FBN Holdings to focus on short-term financing

FBN Holdings to focus on short-term financing
Chief executive officer of FBN Holdings, Mr. Bello Maccido

Nigeria’s FBN Holdings will focus on short-term trade financing to make up for slower growth in its loan book forecast to expand by four per cent this year, from 23 per cent last year, its chief executive officer, Mr. Bello Maccido, has said.

Maccido also said the top tier lender with over N2.2 trillion on its loan book will be conservative on loans this year after financing power and oil sector projects in 2014.

“In the past we would do term loans of two years but this year we would focus on trade finance,” Maccido told Reuters in a telephone interview.

“We are projecting modest loan growth of 4 percent. We expect to be conservative on loans … focusing on trade transactions that have typical 90-day cycles.”

Maccido said he expected FBN Holdings to generate a tenth of its revenues from its investment banking and insurance units combined by 2016, up from around 7 per cent now, after it acquired Kakawa Discount House and Oasis Insurance last year.

The commercial banking arm, First Bank Limited, with over 9.4 million customers in Africa’s biggest economy, accounts for around 93 per cent of revenues, Maccido said, adding that the group has applied for a merchant banking license.

FBN Holdings, with interest in lending, insurance and investments, last week reported growth in 2014 pre-tax profit of 1.7 per cent, driven by project and trade finance.

Shares in FBN Holdings, which have risen eight per cent this year, fell 0.1 per cent to N9.50 each on Monday. The stock fell 46 per cent last year.
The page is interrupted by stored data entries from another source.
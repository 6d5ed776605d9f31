//! Stats module - aggregation for charts and tables

mod calculator;

pub use calculator::{RegionAverage, SeriesSummary, StatsCalculator};
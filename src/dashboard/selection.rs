//! Dashboard filter selection and its defaults.

use crate::data::{IndexSeries, REGION_NAMES, WEEK_COL, YEAR_COL};
use polars::prelude::*;

/// Inclusive year and week extents of the loaded dataset.
#[derive(Debug, Clone, Copy, PartialEq, Eq)]
pub struct DatasetBounds {
    pub years: (i32, i32),
    pub weeks: (i32, i32),
}

fn column_extent(df: &DataFrame, name: &str) -> Option<(i32, i32)> {
    let values = df.column(name).ok()?.i32().ok()?;
    Some((values.min()?, values.max()?))
}

impl DatasetBounds {
    /// `None` when the frame has no non-null years or weeks.
    pub fn from_frame(df: &DataFrame) -> Option<Self> {
        Some(Self {
            years: column_extent(df, YEAR_COL)?,
            weeks: column_extent(df, WEEK_COL)?,
        })
    }
}

/// Requested ordering of the filtered rows.
#[derive(Debug, Clone, Copy, PartialEq, Eq)]
pub enum SortRequest {
    Unsorted,
    Ascending,
    Descending,
    /// Both toggles on; rows stay unsorted and a warning is raised
    Conflicting,
}

/// Every control of the dashboard filter panel.
#[derive(Debug, Clone, PartialEq, Eq)]
pub struct Selection {
    pub series: IndexSeries,
    pub region_id: i32,
    pub years: (i32, i32),
    pub weeks: (i32, i32),
    pub sort_ascending: bool,
    pub sort_descending: bool,
}

impl Selection {
    /// First series, first region, full year and week extents, no sorting.
    pub fn defaults(bounds: &DatasetBounds) -> Self {
        Self {
            series: IndexSeries::default(),
            region_id: REGION_NAMES[0].0,
            years: bounds.years,
            weeks: bounds.weeks,
            sort_ascending: false,
            sort_descending: false,
        }
    }

    pub fn sort_request(&self) -> SortRequest {
        match (self.sort_ascending, self.sort_descending) {
            (false, false) => SortRequest::Unsorted,
            (true, false) => SortRequest::Ascending,
            (false, true) => SortRequest::Descending,
            (true, true) => SortRequest::Conflicting,
        }
    }

    /// Keep each range's start at or below its end after a slider moved.
    pub fn normalize_ranges(&mut self) {
        if self.years.0 > self.years.1 {
            self.years = (self.years.1, self.years.0);
        }
        if self.weeks.0 > self.weeks.1 {
            self.weeks = (self.weeks.1, self.weeks.0);
        }
    }
}

#[cfg(test)]
mod tests {
    use super::*;

    fn bounds() -> DatasetBounds {
        DatasetBounds {
            years: (1982, 2024),
            weeks: (1, 52),
        }
    }

    #[test]
    fn defaults_cover_whole_dataset() {
        let sel = Selection::defaults(&bounds());
        assert_eq!(sel.series, IndexSeries::Vci);
        assert_eq!(sel.region_id, 1);
        assert_eq!(sel.years, (1982, 2024));
        assert_eq!(sel.weeks, (1, 52));
        assert_eq!(sel.sort_request(), SortRequest::Unsorted);
    }

    #[test]
    fn both_sort_flags_conflict() {
        let mut sel = Selection::defaults(&bounds());
        sel.sort_ascending = true;
        assert_eq!(sel.sort_request(), SortRequest::Ascending);
        sel.sort_descending = true;
        assert_eq!(sel.sort_request(), SortRequest::Conflicting);
        sel.sort_ascending = false;
        assert_eq!(sel.sort_request(), SortRequest::Descending);
    }

    #[test]
    fn inverted_ranges_are_swapped() {
        let mut sel = Selection::defaults(&bounds());
        sel.years = (2010, 2000);
        sel.weeks = (30, 30);
        sel.normalize_ranges();
        assert_eq!(sel.years, (2000, 2010));
        assert_eq!(sel.weeks, (30, 30));
    }

    #[test]
    fn bounds_ignore_nulls() {
        let df = DataFrame::new(vec![
            Column::new("Year".into(), vec![Some(1990i32), None, Some(1985)]),
            Column::new("Week".into(), vec![Some(3i32), Some(52), None]),
        ])
        .unwrap();
        let b = DatasetBounds::from_frame(&df).unwrap();
        assert_eq!(b.years, (1985, 1990));
        assert_eq!(b.weeks, (3, 52));
    }

    #[test]
    fn empty_frame_has_no_bounds() {
        let df = DataFrame::new(vec![
            Column::new("Year".into(), Vec::<Option<i32>>::new()),
            Column::new("Week".into(), Vec::<Option<i32>>::new()),
        ])
        .unwrap();
        assert!(DatasetBounds::from_frame(&df).is_none());
    }
}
Maccido said the bank holding company was trading at a discount of 0.6 times book value relative to peers, but expected a rally in its share price this year after a rule restricting pension funds from investing in holding companies was lifted.

FBN Holdings proposed to pay 0.10 naira cash dividend for 2014 with a bonus of one new share for every 10 held, Maccido said because the group planned to retain a greater proportion of its earnings to fund growth rather than raising fresh funds.